International Research Journal of Engineering and Technology (IRJET)
e-ISSN: 2395-0056
Volume: 05 Issue: 04 | Apr-2018
www.irjet.net
p-ISSN: 2395-0072

# Approximate computing: A new trend in VLSI based multipliers for error resilient DIP applications 

Arya N S ${ }^{\mathbf{1}}$, Rahul M Nair ${ }^{\mathbf{2}}$<br>${ }^{1}$ M.Tech.Student, ECE Department, NCERC college, Kerala, India<br>${ }^{2}$ Asst Professor, ECE Department, NCERC College, Kerala, India


#### Abstract

In modern era low power consumption and smaller area are some of the most important criteria for the fabrication of DSP systems and high performance systems. Digital signal processing blocks are key components of these portable devices for realizing various multimedia applications. The computational core of these blocks is arithmetic logic unit where multiplications have greatest share among all arithmetic operation performed in these DSP systems. Optimizing the area of the multiplier is a major design issue.

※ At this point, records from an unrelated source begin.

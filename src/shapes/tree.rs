//! Arena-backed shape tree
//!
//! Nodes live in one ordered vector and refer to each other by index. Every
//! child is appended after its parent, so a parent index is always smaller
//! than the indices of its descendants.

use crate::geometry::Point;
use crate::io::error::{PentominoError, Result, malformed_tree};

/// Role of a node in the finished tree
#[derive(Clone, Debug, PartialEq, Eq)]
pub enum NodeKind {
    /// Shape not yet at target size, with the indices of its children
    Internal {
        /// Child node indices in creation order
        branches: Vec<usize>,
    },
    /// Completed shape orientation tagged with its pentomino letter
    Leaf {
        /// Letter of the free pentomino this orientation belongs to
        symbol: char,
    },
}

/// One node of the shape tree
#[derive(Clone, Debug, PartialEq, Eq)]
pub struct ShapeNode {
    /// Cell this node adds, relative to the anchor
    pub point: Point,
    /// Index of the node that spawned this one (`None` for the root)
    pub parent: Option<usize>,
    /// Internal or leaf payload
    pub kind: NodeKind,
}

impl ShapeNode {
    /// Letter of a leaf node
    pub const fn symbol(&self) -> Option<char> {
        match self.kind {
            NodeKind::Leaf { symbol } => Some(symbol),
            NodeKind::Internal { .. } => None,
        }
    }

    /// Children of an internal node (empty for leaves)
    pub const fn branches(&self) -> &[usize] {
        match &self.kind {
            NodeKind::Internal { branches } => branches.as_slice(),
            NodeKind::Leaf { .. } => &[],
        }
    }

    /// Check whether this node completes a shape
    pub const fn is_leaf(&self) -> bool {
        matches!(self.kind, NodeKind::Leaf { .. })
    }
}

/// Immutable tree of every anchored pentomino orientation
#[derive(Clone, Debug, PartialEq, Eq)]
pub struct ShapeTree {
    nodes: Vec<ShapeNode>,
}

impl ShapeTree {
    /// Wrap an ordered node arena
    ///
    /// # Errors
    ///
    /// Returns `MalformedTree` if the first node is not a root, or if any
    /// other node does not point to an earlier parent
    pub fn from_nodes(nodes: Vec<ShapeNode>) -> Result<Self> {
        for (index, node) in nodes.iter().enumerate() {
            let consistent = node.parent.map_or(index == 0, |parent| parent < index);
            if !consistent {
                return Err(malformed_tree(&format!(
                    "node {index} has parent {:?}",
                    node.parent
                )));
            }
        }
        Ok(Self { nodes })
    }

    /// Number of nodes
    pub const fn len(&self) -> usize {
        self.nodes.len()
    }

    /// Check if the tree holds no nodes
    pub const fn is_empty(&self) -> bool {
        self.nodes.is_empty()
    }

    /// All nodes in arena order
    pub fn nodes(&self) -> &[ShapeNode] {
        &self.nodes
    }

    /// Node at an index
    pub fn node(&self, index: usize) -> Option<&ShapeNode> {
        self.nodes.get(index)
    }

    /// Leaf nodes with their indices, in arena order
    pub fn leaves(&self) -> impl Iterator<Item = (usize, &ShapeNode)> {
        self.nodes
            .iter()
            .enumerate()
            .filter(|(_, node)| node.is_leaf())
    }

    /// Indices from a node up to the root, the node itself first
    ///
    /// # Errors
    ///
    /// Returns `InvalidNodeIndex` if the index or any ancestor link is out of range
    pub fn lineage(&self, index: usize) -> Result<Vec<usize>> {
        let mut lineage = Vec::new();
        let mut current = Some(index);
        while let Some(position) = current {
            let node = self.nodes.get(position).ok_or(PentominoError::InvalidNodeIndex {
                index: position,
                node_count: self.nodes.len(),
            })?;
            lineage.push(position);
            current = node.parent;
        }
        Ok(lineage)
    }

    /// Points on the path from a node up to the root, the node's own point first
    ///
    /// # Errors
    ///
    /// Returns `InvalidNodeIndex` if the index is out of range
    pub fn path(&self, index: usize) -> Result<Vec<Point>> {
        Ok(self
            .lineage(index)?
            .into_iter()
            .filter_map(|position| self.nodes.get(position).map(|node| node.point))
            .collect())
    }

    /// Distinct leaf symbols in order of first appearance
    pub fn symbols(&self) -> Vec<char> {
        let mut symbols = Vec::new();
        for (_, leaf) in self.leaves() {
            if let Some(symbol) = leaf.symbol()
                && !symbols.contains(&symbol)
            {
                symbols.push(symbol);
            }
        }
        symbols
    }

    /// Number of edges on the longest root-to-node path
    pub fn depth(&self) -> usize {
        let mut depths: Vec<usize> = Vec::with_capacity(self.nodes.len());
        for node in &self.nodes {
            let depth = node
                .parent
                .and_then(|parent| depths.get(parent))
                .map_or(0, |parent_depth| parent_depth + 1);
            depths.push(depth);
        }
        depths.into_iter().max().unwrap_or(0)
    }
}
//! Recursive exhaustive search over seeded boards
//!
//! Every board moves through a fixed sequence of checks: hole validity, then
//! mirror symmetry, then completion, and finally expansion of its candidate
//! placements. Boards are immutable values, so a failed branch is abandoned
//! without undoing anything. Solutions are reported in depth-first candidate
//! order, which makes the output deterministic.

use rayon::prelude::*;
use tracing::{debug, info};

use crate::board::grid::Board;
use crate::board::placement::place;
use crate::board::rectangle::RectangleSize;
use crate::board::seeding::{initial_boards, seeded_boards};
use crate::io::error::Result;
use crate::search::holes::holes_valid;
use crate::search::placements::find_placements;
use crate::search::symmetry::symmetry_pruned;
use crate::shapes::tree::ShapeTree;

/// Outcome of examining one board
#[derive(Clone, Debug, PartialEq, Eq)]
pub enum SearchStep {
    /// Some hole cannot be covered by pentominoes
    HoleRejected,
    /// Mirror image of a board explored elsewhere
    SymmetryRejected,
    /// Every cell is filled
    Solved,
    /// No remaining pentomino fits at the anchor square
    DeadEnd,
    /// Leaves to place next, in tree order
    Expand(Vec<usize>),
}

/// Counters collected during a search
#[derive(Clone, Copy, Debug, Default, PartialEq, Eq)]
pub struct SearchStats {
    /// Boards examined, including the seed
    pub boards_visited: u64,
    /// Boards rejected by the hole check
    pub hole_rejections: u64,
    /// Boards rejected by the symmetry check
    pub symmetry_rejections: u64,
    /// Boards with no candidate placement
    pub dead_ends: u64,
    /// Completed boards
    pub solutions: u64,
}

impl SearchStats {
    /// Add another run's counters to this one
    pub const fn merge(&mut self, other: &Self) {
        self.boards_visited += other.boards_visited;
        self.hole_rejections += other.hole_rejections;
        self.symmetry_rejections += other.symmetry_rejections;
        self.dead_ends += other.dead_ends;
        self.solutions += other.solutions;
    }
}

/// Solutions found from one or more seeds, with search counters
#[derive(Clone, Debug, Default, PartialEq, Eq)]
pub struct SearchOutcome {
    /// Solved boards in search order
    pub solutions: Vec<Board>,
    /// Counters accumulated while searching
    pub stats: SearchStats,
}

impl SearchOutcome {
    fn absorb(&mut self, other: Self) {
        self.stats.merge(&other.stats);
        self.solutions.extend(other.solutions);
    }
}

/// How the seeds of a rectangle are distributed
#[derive(Clone, Copy, Debug, Default, PartialEq, Eq)]
pub enum SearchMode {
    /// Seeds are searched one after another on the calling thread
    #[default]
    Sequential,
    /// Seeds are searched on the rayon pool; output order is unchanged
    Parallel,
}

/// Solutions of one rectangle size
#[derive(Clone, Debug, PartialEq, Eq)]
pub struct RectangleReport {
    /// Rectangle that was solved
    pub size: RectangleSize,
    /// Number of seeded boards searched
    pub seeds: usize,
    /// Solutions and counters across all seeds
    pub outcome: SearchOutcome,
}

/// Stateless solver over a shared, read-only shape tree
#[derive(Clone, Copy, Debug)]
pub struct Solver<'t> {
    tree: &'t ShapeTree,
}

impl<'t> Solver<'t> {
    /// Create a solver reading from a shape tree
    pub const fn new(tree: &'t ShapeTree) -> Self {
        Self { tree }
    }

    /// Shape tree the solver places pieces from
    pub const fn tree(&self) -> &'t ShapeTree {
        self.tree
    }

    /// Run the board through the hole, symmetry and completion checks
    pub fn classify(&self, board: &Board) -> SearchStep {
        if !holes_valid(board) {
            return SearchStep::HoleRejected;
        }
        if symmetry_pruned(board) {
            return SearchStep::SymmetryRejected;
        }
        if board.is_complete() {
            return SearchStep::Solved;
        }

        let candidates = find_placements(self.tree, board);
        if candidates.is_empty() {
            SearchStep::DeadEnd
        } else {
            SearchStep::Expand(candidates)
        }
    }

    /// Find every solution reachable from a board
    ///
    /// # Errors
    ///
    /// Returns an error if a candidate placement violates its preconditions,
    /// which indicates a defect in the shape tree or the placement finder
    pub fn solve(&self, board: &Board) -> Result<SearchOutcome> {
        let mut outcome = SearchOutcome::default();
        self.search(board, None, &mut outcome)?;
        Ok(outcome)
    }

    /// Find at most `limit` solutions reachable from a board
    ///
    /// # Errors
    ///
    /// Same conditions as [`Solver::solve`]
    pub fn solve_with_limit(&self, board: &Board, limit: usize) -> Result<SearchOutcome> {
        let mut outcome = SearchOutcome::default();
        self.search(board, Some(limit), &mut outcome)?;
        Ok(outcome)
    }

    /// First solution in search order, if any
    ///
    /// # Errors
    ///
    /// Same conditions as [`Solver::solve`]
    pub fn first_solution(&self, board: &Board) -> Result<Option<Board>> {
        Ok(self.solve_with_limit(board, 1)?.solutions.into_iter().next())
    }

    /// Count every solution reachable from a board
    ///
    /// # Errors
    ///
    /// Same conditions as [`Solver::solve`]
    pub fn count_solutions(&self, board: &Board) -> Result<usize> {
        Ok(self.solve(board)?.solutions.len())
    }

    /// Search several seeds, reporting each finished seed to `on_seed`
    ///
    /// Solutions are concatenated in seed order regardless of the mode.
    ///
    /// # Errors
    ///
    /// Returns the first error in seed order
    pub fn solve_seeds<F>(
        &self,
        seeds: &[Board],
        mode: SearchMode,
        on_seed: F,
    ) -> Result<SearchOutcome>
    where
        F: Fn(usize, &SearchOutcome) + Sync,
    {
        let run = |(index, seed): (usize, &Board)| -> Result<SearchOutcome> {
            let outcome = self.solve(seed)?;
            debug!(
                seed = index,
                solutions = outcome.solutions.len(),
                visited = outcome.stats.boards_visited,
                hole_rejections = outcome.stats.hole_rejections,
                symmetry_rejections = outcome.stats.symmetry_rejections,
                "seed searched"
            );
            on_seed(index, &outcome);
            Ok(outcome)
        };

        let results: Vec<Result<SearchOutcome>> = match mode {
            SearchMode::Sequential => seeds.iter().enumerate().map(run).collect(),
            SearchMode::Parallel => seeds.par_iter().enumerate().map(run).collect(),
        };

        let mut combined = SearchOutcome::default();
        for result in results {
            combined.absorb(result?);
        }
        Ok(combined)
    }

    fn search(
        self,
        board: &Board,
        limit: Option<usize>,
        outcome: &mut SearchOutcome,
    ) -> Result<()> {
        outcome.stats.boards_visited += 1;

        match self.classify(board) {
            SearchStep::HoleRejected => outcome.stats.hole_rejections += 1,
            SearchStep::SymmetryRejected => outcome.stats.symmetry_rejections += 1,
            SearchStep::DeadEnd => outcome.stats.dead_ends += 1,
            SearchStep::Solved => {
                outcome.stats.solutions += 1;
                outcome.solutions.push(board.clone());
            }
            SearchStep::Expand(candidates) => {
                for leaf in candidates {
                    if limit.is_some_and(|limit| outcome.solutions.len() >= limit) {
                        break;
                    }
                    let next = place(self.tree, board, leaf)?;
                    self.search(&next, limit, outcome)?;
                }
            }
        }

        Ok(())
    }
}

/// Solve every seeded board of one rectangle size
///
/// # Errors
///
/// Propagates seeding and search errors
pub fn solve_rectangle(
    tree: &ShapeTree,
    size: RectangleSize,
    mode: SearchMode,
) -> Result<RectangleReport> {
    let seeds = seeded_boards(size)?;
    let outcome = Solver::new(tree).solve_seeds(&seeds, mode, |_, _| {})?;
    info!(
        %size,
        seeds = seeds.len(),
        solutions = outcome.solutions.len(),
        "rectangle solved"
    );
    Ok(RectangleReport {
        size,
        seeds: seeds.len(),
        outcome,
    })
}

/// Every solution of every rectangle size, in size then seed order
///
/// # Errors
///
/// Propagates seeding and search errors
pub fn solve_all(tree: &ShapeTree) -> Result<Vec<Board>> {
    let solver = Solver::new(tree);
    let mut solutions = Vec::new();
    for (size, seeds) in initial_boards()? {
        let outcome = solver.solve_seeds(&seeds, SearchMode::Sequential, |_, _| {})?;
        info!(%size, solutions = outcome.solutions.len(), "rectangle solved");
        solutions.extend(outcome.solutions);
    }
    Ok(solutions)
}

In this paper, propose an approximate multiplier that is high speed and energy efficient. The approach is to round the operands to the nearest exponent of two. This way the computational intensive part of the multiplications omitted improving speed and energy consumption. This is applicable to both signed and unsigned numbers. In addition efficiency of the proposed multiplier is studied in two image processing applications that is image sharpening and smoothing.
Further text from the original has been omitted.